After the foul is called, the official blows his whistle and points to the center circle to signal a penalty shot. If the foul would normally incur a minor penalty, the guilty player does not go to the penalty box. However, if a major or match penalty is called for, the offending player will serve the penalty after the penalty shot.
When the foul was committed on a specific player—as on a breakaway—that player must take the penalty shot. However, in the case of goal-crease infractions or net dislodging, the captain of the non-offending team can choose any player
who is already on the ice to take the penalty. The team that committed the foul can bring in a new goalie to defend against the penalty shot, but that goalie must remain in the game until the next stoppage of play.
Penalty Shot Procedure
Before a penalty shot is taken, the players from both teams must move to the ice in front of their respective benches to stay out of the way. The referee places the puck in the face-off spot in center circle and signals the penalty-shot-taker to
begin. Once the player touches the puck, he must keep it moving toward the goal line at all times until the shot is taken. The play is considered complete once a shot is taken or the puck crosses the goal line. There are no rebounds, except if
the puck strikes the post or crossbar and then rebounds off the goalie and into the net.

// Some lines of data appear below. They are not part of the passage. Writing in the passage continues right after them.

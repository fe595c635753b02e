//! # Configuration Management
//!
//! Wire constants and runtime configuration for the connector.
//!
//! ## Configuration Sources
//! - TOML files via `from_file()`
//! - Direct instantiation with defaults
//! - Environment overrides via `from_env()`
//!
//! ## Example
//! ```toml
//! [client]
//! address = "127.0.0.1:27015"
//! resolve_timeout = 5000
//!
//! [player]
//! name = "player"
//! password = ""
//! game_version = "4630212"
//!
//! [identity]
//! identity_id = 76561198000000001
//! ticket = "q83v"
//! ```

use crate::error::{ProtocolError, Result};
use crate::identity::StaticIdentity;
use crate::utils::timeout;
use base64::Engine as _;
use serde::{Deserialize, Serialize};
use std::fs::File;
use std::io::Read;
use std::path::Path;
use std::time::Duration;
use tracing::Level;

/// Network protocol version sent in the connect packet
pub const PROTOCOL_VERSION: i32 = 24;

/// Authentication scheme id for third-party identity tickets
pub const AUTH_PROTOCOL_TICKET: i32 = 3;

/// Marker opening every connectionless packet
pub const CONNECTIONLESS_HEADER: i32 = -1;

/// Width of the message type field in connected payloads
pub const NET_MESSAGE_BITS: u32 = 6;

/// Width of the command tag inside the post-authentication packet
pub const COMMAND_TAG_BITS: u32 = 4;

/// Scratch buffer size for outbound bit-packed packets
pub const SCRATCH_BUFFER_SIZE: usize = 2048;

/// Longest refusal reason kept from a `'9'` packet
pub const MAX_REASON_LENGTH: usize = 1024;

/// Largest datagram the transport accepts
pub const MAX_DATAGRAM_SIZE: usize = 4096;

/// Top-level configuration
#[derive(Debug, Clone, Deserialize, Serialize, Default)]
pub struct ConnectConfig {
    #[serde(default)]
    pub client: ClientConfig,

    #[serde(default)]
    pub player: PlayerConfig,

    #[serde(default)]
    pub identity: IdentityConfig,

    #[serde(default)]
    pub logging: LoggingConfig,
}

impl ConnectConfig {
    /// Load configuration from a TOML file
    pub fn from_file<P: AsRef<Path>>(path: P) -> Result<Self> {
        let mut file = File::open(path)
            .map_err(|e| ProtocolError::ConfigError(format!("Failed to open config file: {e}")))?;

        let mut contents = String::new();
        file.read_to_string(&mut contents)
            .map_err(|e| ProtocolError::ConfigError(format!("Failed to read config file: {e}")))?;

        Self::from_toml(&contents)
    }

    /// Load configuration from TOML string
    pub fn from_toml(content: &str) -> Result<Self> {
        toml::from_str::<Self>(content)
            .map_err(|e| ProtocolError::ConfigError(format!("Failed to parse TOML: {e}")))
    }

    /// Defaults overridden by `SOURCE_CONNECTOR_*` environment variables
    pub fn from_env() -> Result<Self> {
        let mut config = Self::default();
        config.apply_env();
        Ok(config)
    }

    /// Apply `SOURCE_CONNECTOR_*` overrides on top of the current values
    pub fn apply_env(&mut self) {
        if let Ok(addr) = std::env::var("SOURCE_CONNECTOR_ADDRESS") {
            self.client.address = addr;
        }

        if let Ok(name) = std::env::var("SOURCE_CONNECTOR_PLAYER_NAME") {
            self.player.name = name;
        }

        if let Ok(password) = std::env::var("SOURCE_CONNECTOR_PASSWORD") {
            self.player.password = password;
        }

        if let Ok(version) = std::env::var("SOURCE_CONNECTOR_GAME_VERSION") {
            self.player.game_version = version;
        }

        if let Ok(challenge) = std::env::var("SOURCE_CONNECTOR_CLIENT_CHALLENGE") {
            if let Ok(val) = challenge.parse::<i32>() {
                self.player.client_challenge = Some(val);
            }
        }

        if let Ok(id) = std::env::var("SOURCE_CONNECTOR_IDENTITY_ID") {
            if let Ok(val) = id.parse::<u64>() {
                self.identity.identity_id = val;
            }
        }

        if let Ok(ticket) = std::env::var("SOURCE_CONNECTOR_TICKET") {
            self.identity.ticket = ticket;
        }
    }

    /// Generate example configuration file content
    pub fn example_config() -> String {
        toml::to_string_pretty(&Self::default())
            .unwrap_or_else(|_| String::from("# Failed to generate example config"))
    }

    /// Save configuration to a file
    pub fn save_to_file<P: AsRef<Path>>(&self, path: P) -> Result<()> {
        let content = toml::to_string_pretty(self)
            .map_err(|e| ProtocolError::ConfigError(format!("Failed to serialize config: {e}")))?;

        std::fs::write(path, content)
            .map_err(|e| ProtocolError::ConfigError(format!("Failed to write config file: {e}")))?;

        Ok(())
    }

    /// Validate the configuration. Empty list means configuration is valid.
    pub fn validate(&self) -> Vec<String> {
        let mut errors = Vec::new();
        errors.extend(self.client.validate());
        errors.extend(self.player.validate());
        errors.extend(self.identity.validate());
        errors.extend(self.logging.validate());
        errors
    }

    /// Validate and return Result - convenience method
    pub fn validate_strict(&self) -> Result<()> {
        let errors = self.validate();
        if errors.is_empty() {
            Ok(())
        } else {
            Err(ProtocolError::ConfigError(format!(
                "Configuration validation failed:\n  - {}",
                errors.join("\n  - ")
            )))
        }
    }
}

/// Transport client configuration
#[derive(Debug, Clone, Deserialize, Serialize)]
pub struct ClientConfig {
    /// Game server address, `host:port`
    pub address: String,

    /// Local bind address for the UDP socket
    pub bind_address: String,

    /// Timeout for resolving the server address
    #[serde(with = "duration_serde")]
    pub resolve_timeout: Duration,
}

impl Default for ClientConfig {
    fn default() -> Self {
        Self {
            address: String::from("127.0.0.1:27015"),
            bind_address: String::from("0.0.0.0:0"),
            resolve_timeout: timeout::RESOLVE_TIMEOUT,
        }
    }
}

impl ClientConfig {
    pub fn validate(&self) -> Vec<String> {
        let mut errors = Vec::new();

        match self.address.rsplit_once(':') {
            _ if self.address.is_empty() => {
                errors.push("Server address cannot be empty".to_string());
            }
            Some((host, port)) if !host.is_empty() && port.parse::<u16>().is_ok() => {}
            _ => errors.push(format!(
                "Invalid server address format: '{}' (expected format: 'host:27015')",
                self.address
            )),
        }

        if self.bind_address.parse::<std::net::SocketAddr>().is_err() {
            errors.push(format!(
                "Invalid bind address: '{}' (expected format: '0.0.0.0:0')",
                self.bind_address
            ));
        }

        if self.resolve_timeout.as_millis() < 100 {
            errors.push("Resolve timeout too short (minimum: 100ms)".to_string());
        } else if self.resolve_timeout.as_secs() > 60 {
            errors.push("Resolve timeout too long (maximum: 60s)".to_string());
        }

        errors
    }
}

/// Credentials presented to the game server
#[derive(Debug, Clone, Deserialize, Serialize)]
pub struct PlayerConfig {
    pub name: String,

    pub password: String,

    /// Game build the server expects, e.g. "4630212"
    pub game_version: String,

    /// Challenge seed; drawn at random when unset
    #[serde(default, skip_serializing_if = "Option::is_none")]
    pub client_challenge: Option<i32>,
}

impl Default for PlayerConfig {
    fn default() -> Self {
        Self {
            name: String::from("unnamed"),
            password: String::new(),
            game_version: String::from("1.0.0.0"),
            client_challenge: None,
        }
    }
}

impl PlayerConfig {
    pub fn validate(&self) -> Vec<String> {
        let mut errors = Vec::new();

        if self.name.is_empty() {
            errors.push("Player name cannot be empty".to_string());
        } else if self.name.len() > 32 {
            errors.push(format!(
                "Player name too long: {} bytes (maximum: 32)",
                self.name.len()
            ));
        }

        if self.password.len() > 255 {
            errors.push(format!(
                "Password too long: {} bytes (maximum: 255)",
                self.password.len()
            ));
        }

        if self.name.contains('\0')
            || self.password.contains('\0')
            || self.game_version.contains('\0')
        {
            errors.push(
                "Player name, password and game version cannot contain NUL bytes".to_string(),
            );
        }

        if self.game_version.is_empty() {
            errors.push("Game version cannot be empty".to_string());
        } else if self.game_version.len() > 32 {
            errors.push(format!(
                "Game version too long: {} bytes (maximum: 32)",
                self.game_version.len()
            ));
        }

        errors
    }

    /// Configured challenge, or a fresh random one
    pub fn challenge_or_random(&self) -> i32 {
        self.client_challenge.unwrap_or_else(rand::random::<i32>)
    }
}

/// Identity presented with the connect packet
#[derive(Debug, Clone, Deserialize, Serialize, Default)]
pub struct IdentityConfig {
    /// 64-bit account identity
    pub identity_id: u64,

    /// Base64 encoded authentication ticket
    pub ticket: String,
}

impl IdentityConfig {
    pub fn validate(&self) -> Vec<String> {
        let mut errors = Vec::new();

        if self.identity_id == 0 {
            errors.push("Identity id must be set".to_string());
        }

        if self.ticket.is_empty() {
            errors.push("Authentication ticket must be set".to_string());
        } else if self.decode_ticket().is_err() {
            errors.push("Authentication ticket is not valid base64".to_string());
        }

        errors
    }

    pub fn decode_ticket(&self) -> Result<Vec<u8>> {
        base64::engine::general_purpose::STANDARD
            .decode(self.ticket.trim())
            .map_err(|e| ProtocolError::ConfigError(format!("Invalid ticket encoding: {e}")))
    }

    /// Build the provider backing this configuration
    pub fn to_provider(&self) -> Result<StaticIdentity> {
        Ok(StaticIdentity::new(self.identity_id, self.decode_ticket()?))
    }
}

/// Logging configuration
#[derive(Debug, Clone, Deserialize, Serialize)]
pub struct LoggingConfig {
    /// Log level
    #[serde(with = "log_level_serde")]
    pub log_level: Level,

    /// Whether to log to console
    pub log_to_console: bool,

    /// Path to an additional log file
    #[serde(default, skip_serializing_if = "Option::is_none")]
    pub log_file_path: Option<String>,

    /// Whether to use JSON formatting for logs
    pub json_format: bool,
}

impl Default for LoggingConfig {
    fn default() -> Self {
        Self {
            log_level: Level::INFO,
            log_to_console: true,
            log_file_path: None,
            json_format: false,
        }
    }
}

impl LoggingConfig {
    pub fn validate(&self) -> Vec<String> {
        let mut errors = Vec::new();

        if let Some(ref path) = self.log_file_path {
            if let Some(parent) = Path::new(path).parent() {
                if !parent.as_os_str().is_empty() && !parent.exists() {
                    errors.push(format!(
                        "Log file directory does not exist: {}",
                        parent.display()
                    ));
                }
            }
        }

        if !self.log_to_console && self.log_file_path.is_none() {
            errors
                .push("At least one logging output (console or file) must be enabled".to_string());
        }

        errors
    }
}

/// Helper module for Duration serialization/deserialization
mod duration_serde {
    use serde::{Deserialize, Deserializer, Serialize, Serializer};
    use std::time::Duration;

    pub fn serialize<S>(duration: &Duration, serializer: S) -> Result<S::Ok, S::Error>
    where
        S: Serializer,
    {
        let millis = duration.as_millis() as u64;
        millis.serialize(serializer)
    }

    pub fn deserialize<'de, D>(deserializer: D) -> Result<Duration, D::Error>
    where
        D: Deserializer<'de>,
    {
        let millis = u64::deserialize(deserializer)?;
        Ok(Duration::from_millis(millis))
    }
}

/// Helper module for tracing::Level serialization/deserialization
mod log_level_serde {
    use serde::{Deserialize, Deserializer, Serialize, Serializer};
    use std::str::FromStr;
    use tracing::Level;

    pub fn serialize<S>(level: &Level, serializer: S) -> Result<S::Ok, S::Error>
    where
        S: Serializer,
    {
        let level_str = match *level {
            Level::TRACE => "trace",
            Level::DEBUG => "debug",
            Level::INFO => "info",
            Level::WARN => "warn",
            Level::ERROR => "error",
        };
        level_str.serialize(serializer)
    }

    pub fn deserialize<'de, D>(deserializer: D) -> Result<Level, D::Error>
    where
        D: Deserializer<'de>,
    {
        let level_str = String::deserialize(deserializer)?;
        Level::from_str(&level_str)
            .map_err(|_| serde::de::Error::custom(format!("Invalid log level: {level_str}")))
    }
}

The goalie must remain on the goal line until the offensive player touches the puck. From that point, the goalie may do anything to stop the puck , except throw his stick or any other object.
Since the 2005-2006 season, the NHL has used the shootout to determine the winner of a regular-season game tied at the end of overtime. (In the postseason, shootouts are replaced by full, 20-minute sudden-death overtime periods.) The team that wins
the shootout is awarded two points, the same as if they had won in regulation. However, a team that loses in a shootout is awarded one point, rather than zero points for a loss in regulation.
The basic shootout consists of three rounds of penalty shots, using the same rules that govern in-game penalty shots. The goalie for each team defends the same goal where he played the third period, and the teams alternate taking penalty shots.
If the teams are still tied after each team has taken three penalty shots, the shootout goes to sudden death. The longest shootout in NHL history, between the Florida Panthers and Washington Capitals, went an amazing 20 rounds. (The Panthers won.)
The penalty-takers in a shootout are chosen by the coach from all eligible players. Any player serving a major or game misconduct penalty at the end of the game cannot participate.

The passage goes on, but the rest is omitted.